When Ashraful was selected for Wahidul Ghani's camp, he was only eleven years old. Before that he used to play with his mates in the neighborhood. Ghani, an utterly dedicated soul to cricket spotted the genius in Ashraful who only needed congenial atmosphere and support to sprout. He knew that the kid was a prodigy and he needed to be groomed properly. That was the job Ghani did with success.
He infused confidence and necessary props to this youth when he needed these most. In January 2000, Ashraful played the Under-19 World Cup in Sri Lanka where he had to endure the contemptuous notions over his frail and childish physic. In home, the local coaches shared out the same view, which to some extent frustrated the boy. It was the time when Wahidul Ghani stood beside him to usher him to the right direction.

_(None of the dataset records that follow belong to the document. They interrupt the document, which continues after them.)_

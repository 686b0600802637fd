//! Light counts by mobility.

use scene_model::{Actor, Mobility};

use crate::accum::CountMap;
use crate::collect::MetricCollector;
use crate::error::{MetricsError, Result};
use crate::report::Section;

/// Classifies every light component into exactly one mobility bucket.
///
/// Alongside the scalar totals, the collector accumulates a per-actor light
/// count for each mobility. Those maps are diagnostic only, identifying
/// actors carrying many lights, and are not rendered into the section.
#[derive(Debug, Default)]
pub struct LightCollector {
    static_count: u64,
    stationary_count: u64,
    movable_count: u64,
    static_by_actor: CountMap<String>,
    stationary_by_actor: CountMap<String>,
    movable_by_actor: CountMap<String>,
}

impl LightCollector {
    pub fn new() -> Self {
        Self::default()
    }

    /// Per-actor light counts for one mobility bucket (diagnostic).
    pub fn per_actor(&self, mobility: Mobility) -> &CountMap<String> {
        match mobility {
            Mobility::Static => &self.static_by_actor,
            Mobility::Stationary => &self.stationary_by_actor,
            Mobility::Movable => &self.movable_by_actor,
        }
    }
}

impl MetricCollector for LightCollector {
    fn section_name(&self) -> &'static str {
        "Lights"
    }

    fn observe(&mut self, actor: &Actor) -> Result<()> {
        for light in actor.lights() {
            let mobility =
                light
                    .mobility
                    .decode()
                    .ok_or_else(|| MetricsError::UnknownMobility {
                        actor: actor.name().to_string(),
                        code: light.mobility.0,
                    })?;

            let by_actor = match mobility {
                Mobility::Static => {
                    self.static_count += 1;
                    &mut self.static_by_actor
                }
                Mobility::Stationary => {
                    self.stationary_count += 1;
                    &mut self.stationary_by_actor
                }
                Mobility::Movable => {
                    self.movable_count += 1;
                    &mut self.movable_by_actor
                }
            };

            by_actor.bump(actor.name().to_string());
        }

        Ok(())
    }

    fn render_section(&self) -> Section {
        Section::new()
            .count("StaticLightCount", self.static_count)
            .count("StationaryLightCount", self.stationary_count)
            .count("MoveableLightCount", self.movable_count)
    }
}

#[cfg(test)]
mod tests {
    use super::*;
    use scene_model::{Component, LightComponent};

    fn light_actor(name: &str, mobilities: &[Mobility]) -> Actor {
        let mut actor = Actor::new(name, "LightActor");
        for &mobility in mobilities {
            actor = actor.with_component(Component::Light(LightComponent::new(mobility)));
        }
        actor
    }

    #[test]
    fn each_light_lands_in_exactly_one_bucket() {
        let mut collector = LightCollector::new();
        collector
            .observe(&light_actor(
                "Torch",
                &[Mobility::Static, Mobility::Movable, Mobility::Static],
            ))
            .unwrap();
        collector
            .observe(&light_actor("Lamp", &[Mobility::Stationary]))
            .unwrap();

        let section = collector.render_section();
        assert_eq!(section.scalar("StaticLightCount"), Some(2));
        assert_eq!(section.scalar("StationaryLightCount"), Some(1));
        assert_eq!(section.scalar("MoveableLightCount"), Some(1));
    }

    #[test]
    fn per_actor_breakdown_is_accumulated_but_not_rendered() {
        let mut collector = LightCollector::new();
        collector
            .observe(&light_actor(
                "Chandelier",
                &[Mobility::Static, Mobility::Static],
            ))
            .unwrap();

        assert_eq!(
            collector
                .per_actor(Mobility::Static)
                .get(&"Chandelier".to_string()),
            2
        );

        let section = collector.render_section();
        assert_eq!(section.fields().len(), 3);
    }

    #[test]
    fn actors_without_lights_are_a_no_op() {
        let mut collector = LightCollector::new();
        collector
            .observe(&Actor::new("Crate", "StaticMeshActor"))
            .unwrap();

        let section = collector.render_section();
        assert_eq!(section.scalar("StaticLightCount"), Some(0));
        assert_eq!(section.scalar("StationaryLightCount"), Some(0));
        assert_eq!(section.scalar("MoveableLightCount"), Some(0));
    }

    #[test]
    fn unknown_mobility_is_an_invariant_violation() {
        let actor = Actor::new("Broken", "LightActor")
            .with_component(Component::Light(LightComponent::from_raw(9)));

        let mut collector = LightCollector::new();
        let err = collector.observe(&actor).unwrap_err();
        assert_eq!(
            err,
            MetricsError::UnknownMobility {
                actor: "Broken".to_string(),
                code: 9
            }
        );
        assert!(err.is_invariant_violation());
    }
}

This former national cricketer trains kid cricketers by his own volition and without fees, which is an exceptional and outstanding approach in a country like Bangladesh. He carries out coaching sessions thrice a week in the Indoor of Abahani Club and gives added attention to prodigious kids. Being a very humble fellow, Wahidul Ghani refuses to take any credit for himself of his student Ashraful's brilliant success in Sri Lanka. Conversely he says it is only Asraful's talent that did the magic.
"Ankur" cricket academy is open for everyone but Wahidul Ghani carefully chooses his students among the crowd. He only includes those who are promising and would not give up cricket after a few months training. The right-arm fast medium Mohammed Shaif, who had his debut against Zimbabwe, sprouted from "Ankur" alike his buddy Ashraful. They are very similar in a single point of view - both were unknown even a year ago and came into the hit list abruptly.
Wahidul Ghani is optimistic about another lad named Sagar, who can deliver "dusra ball" or "drifter" that he learnt from Saqlain Mushtaq when Pakistan came in 1997 to take part in Independence Cup. According to Wahidul, Sagar plays a key role to Ashraful's achievement. Sagar used to apply the secrets of spin bowling that he learnt from Saqlain in the nets - particularly to Ashraful. He was getting familiar with handling a delivery like "dusra ball". Later it worked when he took on Muralitharan who tried to bit him by releasing those vicious "drifters" repeatedly.
Arif Hossain, a right arm leggie, is going to come into sight soon - Wahidul believes. Arif was sent to Australia to have training there and has a bright future.
Wahidul Ghani played a solitary ODI against Pakistan at Chittagong in Asia cup 1988-89. He has a good track of records as a right arm leg spinner and a handy lower order batsman.